• **WORK INSTRUCTION**:
Every line of the records below that holds the word "never" belongs in the answer.

• **TASK DATA**:
==============================

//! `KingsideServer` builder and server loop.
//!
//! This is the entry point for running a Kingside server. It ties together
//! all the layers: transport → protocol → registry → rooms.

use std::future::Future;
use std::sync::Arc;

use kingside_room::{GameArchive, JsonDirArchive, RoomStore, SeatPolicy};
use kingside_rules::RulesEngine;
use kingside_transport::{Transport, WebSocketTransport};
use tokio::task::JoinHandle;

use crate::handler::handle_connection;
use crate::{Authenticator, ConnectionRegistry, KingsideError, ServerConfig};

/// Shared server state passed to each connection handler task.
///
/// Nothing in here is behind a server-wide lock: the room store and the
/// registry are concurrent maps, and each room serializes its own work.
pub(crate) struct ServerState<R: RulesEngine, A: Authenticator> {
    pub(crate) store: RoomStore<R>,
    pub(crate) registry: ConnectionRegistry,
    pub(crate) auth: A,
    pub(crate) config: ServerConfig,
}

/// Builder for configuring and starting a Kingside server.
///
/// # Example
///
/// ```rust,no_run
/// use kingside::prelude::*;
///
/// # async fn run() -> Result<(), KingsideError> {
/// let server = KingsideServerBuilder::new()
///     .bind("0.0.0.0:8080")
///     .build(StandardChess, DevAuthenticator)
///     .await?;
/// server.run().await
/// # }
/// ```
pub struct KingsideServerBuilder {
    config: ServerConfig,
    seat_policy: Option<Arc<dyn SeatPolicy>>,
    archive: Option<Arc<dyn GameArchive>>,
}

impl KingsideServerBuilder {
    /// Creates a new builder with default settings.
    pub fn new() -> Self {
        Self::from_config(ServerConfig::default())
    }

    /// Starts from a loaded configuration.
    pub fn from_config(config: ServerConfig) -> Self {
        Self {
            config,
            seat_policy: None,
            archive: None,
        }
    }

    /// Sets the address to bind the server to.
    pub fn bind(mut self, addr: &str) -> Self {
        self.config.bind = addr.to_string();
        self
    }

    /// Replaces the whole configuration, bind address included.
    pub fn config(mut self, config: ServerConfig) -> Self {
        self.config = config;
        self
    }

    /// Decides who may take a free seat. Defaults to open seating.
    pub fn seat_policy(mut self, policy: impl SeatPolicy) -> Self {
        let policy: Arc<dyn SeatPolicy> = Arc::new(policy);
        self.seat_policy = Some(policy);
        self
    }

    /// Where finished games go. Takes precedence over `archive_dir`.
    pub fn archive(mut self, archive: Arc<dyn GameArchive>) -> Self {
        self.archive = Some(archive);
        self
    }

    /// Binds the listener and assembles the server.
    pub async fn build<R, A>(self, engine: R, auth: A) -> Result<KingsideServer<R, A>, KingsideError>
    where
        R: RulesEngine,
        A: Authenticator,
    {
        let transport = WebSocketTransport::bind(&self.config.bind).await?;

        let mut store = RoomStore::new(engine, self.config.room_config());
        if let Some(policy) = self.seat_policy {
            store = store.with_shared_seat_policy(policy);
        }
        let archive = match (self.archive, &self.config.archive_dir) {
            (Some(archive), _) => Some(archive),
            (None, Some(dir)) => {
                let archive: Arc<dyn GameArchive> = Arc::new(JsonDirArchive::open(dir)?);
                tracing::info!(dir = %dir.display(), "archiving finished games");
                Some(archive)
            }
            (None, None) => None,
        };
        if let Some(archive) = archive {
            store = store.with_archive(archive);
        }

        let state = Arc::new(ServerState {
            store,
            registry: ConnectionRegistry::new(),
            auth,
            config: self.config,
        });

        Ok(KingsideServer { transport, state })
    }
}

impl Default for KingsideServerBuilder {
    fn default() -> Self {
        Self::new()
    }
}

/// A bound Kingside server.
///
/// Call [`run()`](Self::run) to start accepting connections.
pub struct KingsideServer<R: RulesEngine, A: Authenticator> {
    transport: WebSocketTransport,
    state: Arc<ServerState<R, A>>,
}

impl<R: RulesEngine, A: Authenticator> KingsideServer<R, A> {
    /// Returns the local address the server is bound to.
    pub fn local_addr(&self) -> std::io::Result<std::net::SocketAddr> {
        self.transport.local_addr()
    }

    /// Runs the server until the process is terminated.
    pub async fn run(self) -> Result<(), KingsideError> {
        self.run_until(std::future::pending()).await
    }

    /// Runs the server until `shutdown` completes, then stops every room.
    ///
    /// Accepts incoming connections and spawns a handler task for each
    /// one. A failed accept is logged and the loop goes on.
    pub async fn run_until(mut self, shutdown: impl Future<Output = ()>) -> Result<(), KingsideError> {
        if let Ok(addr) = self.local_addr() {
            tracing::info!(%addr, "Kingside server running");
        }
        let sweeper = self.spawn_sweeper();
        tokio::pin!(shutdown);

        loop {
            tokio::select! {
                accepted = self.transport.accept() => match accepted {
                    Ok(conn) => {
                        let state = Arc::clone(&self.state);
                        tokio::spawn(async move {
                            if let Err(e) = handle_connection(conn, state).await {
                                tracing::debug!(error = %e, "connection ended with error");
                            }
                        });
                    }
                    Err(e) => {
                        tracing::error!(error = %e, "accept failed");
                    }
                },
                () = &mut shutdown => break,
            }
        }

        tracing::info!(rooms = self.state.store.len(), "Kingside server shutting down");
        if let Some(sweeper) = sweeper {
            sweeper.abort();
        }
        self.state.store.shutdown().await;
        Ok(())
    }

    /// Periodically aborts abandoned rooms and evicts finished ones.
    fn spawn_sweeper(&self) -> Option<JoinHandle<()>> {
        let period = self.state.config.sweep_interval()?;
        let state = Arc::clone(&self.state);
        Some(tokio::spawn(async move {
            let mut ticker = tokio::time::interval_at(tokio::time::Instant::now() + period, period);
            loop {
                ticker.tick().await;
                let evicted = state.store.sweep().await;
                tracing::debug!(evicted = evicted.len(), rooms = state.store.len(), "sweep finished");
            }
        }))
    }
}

==============================

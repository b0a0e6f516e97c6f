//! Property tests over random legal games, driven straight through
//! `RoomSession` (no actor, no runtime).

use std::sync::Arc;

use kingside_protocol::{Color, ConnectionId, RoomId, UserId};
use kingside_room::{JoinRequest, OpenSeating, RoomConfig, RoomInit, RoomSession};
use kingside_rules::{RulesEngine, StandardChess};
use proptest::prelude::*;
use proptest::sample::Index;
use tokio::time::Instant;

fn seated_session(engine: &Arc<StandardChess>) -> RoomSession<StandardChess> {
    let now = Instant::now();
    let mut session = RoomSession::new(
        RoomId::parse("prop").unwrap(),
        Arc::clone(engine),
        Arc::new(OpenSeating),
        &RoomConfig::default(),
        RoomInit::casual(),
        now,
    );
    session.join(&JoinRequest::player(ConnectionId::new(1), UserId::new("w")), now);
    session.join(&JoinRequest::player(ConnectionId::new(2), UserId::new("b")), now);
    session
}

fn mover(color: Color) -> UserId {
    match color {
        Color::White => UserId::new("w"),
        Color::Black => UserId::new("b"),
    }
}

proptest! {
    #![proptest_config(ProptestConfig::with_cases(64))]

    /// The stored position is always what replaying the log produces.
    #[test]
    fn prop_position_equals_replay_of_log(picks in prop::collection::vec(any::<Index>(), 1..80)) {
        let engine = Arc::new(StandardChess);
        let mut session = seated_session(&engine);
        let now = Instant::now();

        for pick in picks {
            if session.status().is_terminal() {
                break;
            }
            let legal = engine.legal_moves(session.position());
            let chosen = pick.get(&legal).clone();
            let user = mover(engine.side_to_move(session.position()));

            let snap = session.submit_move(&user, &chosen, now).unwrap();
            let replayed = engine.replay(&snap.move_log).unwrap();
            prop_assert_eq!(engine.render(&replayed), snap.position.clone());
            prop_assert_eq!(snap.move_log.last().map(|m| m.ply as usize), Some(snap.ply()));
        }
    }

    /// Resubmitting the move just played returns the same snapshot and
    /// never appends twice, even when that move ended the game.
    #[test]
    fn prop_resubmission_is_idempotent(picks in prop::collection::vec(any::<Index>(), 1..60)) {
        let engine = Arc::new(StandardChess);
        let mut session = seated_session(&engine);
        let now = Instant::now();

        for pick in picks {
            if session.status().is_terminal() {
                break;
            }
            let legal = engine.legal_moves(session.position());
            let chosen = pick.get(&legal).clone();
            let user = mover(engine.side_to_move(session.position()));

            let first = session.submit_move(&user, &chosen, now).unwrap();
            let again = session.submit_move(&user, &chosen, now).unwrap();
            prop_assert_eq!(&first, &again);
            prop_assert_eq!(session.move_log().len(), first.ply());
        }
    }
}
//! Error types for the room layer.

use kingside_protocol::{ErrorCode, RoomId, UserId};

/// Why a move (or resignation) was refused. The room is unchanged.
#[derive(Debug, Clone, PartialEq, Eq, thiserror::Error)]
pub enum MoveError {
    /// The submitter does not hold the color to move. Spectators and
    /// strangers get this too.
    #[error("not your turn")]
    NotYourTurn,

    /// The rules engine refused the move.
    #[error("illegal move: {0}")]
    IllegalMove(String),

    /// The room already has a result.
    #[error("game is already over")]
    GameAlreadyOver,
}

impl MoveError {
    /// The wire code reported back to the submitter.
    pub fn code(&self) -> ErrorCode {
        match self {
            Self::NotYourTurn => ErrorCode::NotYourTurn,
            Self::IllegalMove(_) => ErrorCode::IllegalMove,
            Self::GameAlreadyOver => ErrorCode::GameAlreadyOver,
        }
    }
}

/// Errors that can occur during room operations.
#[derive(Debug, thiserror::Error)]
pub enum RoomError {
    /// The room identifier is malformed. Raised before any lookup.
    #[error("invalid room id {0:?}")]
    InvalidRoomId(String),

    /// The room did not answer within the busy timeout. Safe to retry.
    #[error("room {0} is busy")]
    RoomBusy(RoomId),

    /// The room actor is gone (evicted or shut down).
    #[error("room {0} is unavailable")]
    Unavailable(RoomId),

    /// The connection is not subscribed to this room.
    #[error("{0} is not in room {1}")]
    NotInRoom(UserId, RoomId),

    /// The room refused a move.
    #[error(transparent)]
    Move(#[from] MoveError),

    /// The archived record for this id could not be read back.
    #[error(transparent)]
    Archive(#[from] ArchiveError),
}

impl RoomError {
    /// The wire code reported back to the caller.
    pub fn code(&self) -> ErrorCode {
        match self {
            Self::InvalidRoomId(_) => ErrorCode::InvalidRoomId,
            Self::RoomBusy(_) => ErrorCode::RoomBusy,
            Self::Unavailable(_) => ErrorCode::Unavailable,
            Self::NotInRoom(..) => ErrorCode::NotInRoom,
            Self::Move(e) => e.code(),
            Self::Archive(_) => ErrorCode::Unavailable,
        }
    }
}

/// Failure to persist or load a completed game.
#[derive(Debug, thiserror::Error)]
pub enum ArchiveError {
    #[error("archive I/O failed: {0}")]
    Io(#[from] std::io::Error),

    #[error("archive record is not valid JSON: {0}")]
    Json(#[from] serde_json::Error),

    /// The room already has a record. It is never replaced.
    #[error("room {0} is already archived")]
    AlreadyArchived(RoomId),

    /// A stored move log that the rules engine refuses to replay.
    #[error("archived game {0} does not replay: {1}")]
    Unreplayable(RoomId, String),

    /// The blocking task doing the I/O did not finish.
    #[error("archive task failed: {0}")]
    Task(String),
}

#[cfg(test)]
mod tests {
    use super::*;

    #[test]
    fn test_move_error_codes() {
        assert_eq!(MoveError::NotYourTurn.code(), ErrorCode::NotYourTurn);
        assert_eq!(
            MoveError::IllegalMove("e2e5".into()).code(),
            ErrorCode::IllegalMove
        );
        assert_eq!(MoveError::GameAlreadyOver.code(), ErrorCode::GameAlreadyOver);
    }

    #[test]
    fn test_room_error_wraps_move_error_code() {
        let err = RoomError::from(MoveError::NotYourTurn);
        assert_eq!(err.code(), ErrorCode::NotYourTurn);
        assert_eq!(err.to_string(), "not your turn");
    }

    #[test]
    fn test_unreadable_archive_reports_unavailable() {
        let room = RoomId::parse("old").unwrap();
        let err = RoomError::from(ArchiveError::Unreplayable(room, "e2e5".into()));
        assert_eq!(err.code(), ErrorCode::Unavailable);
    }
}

==============================

• **COMPLETED TASK**:
    /// never appends twice, even when that move ended the game.
    /// The room already has a record. It is never replaced.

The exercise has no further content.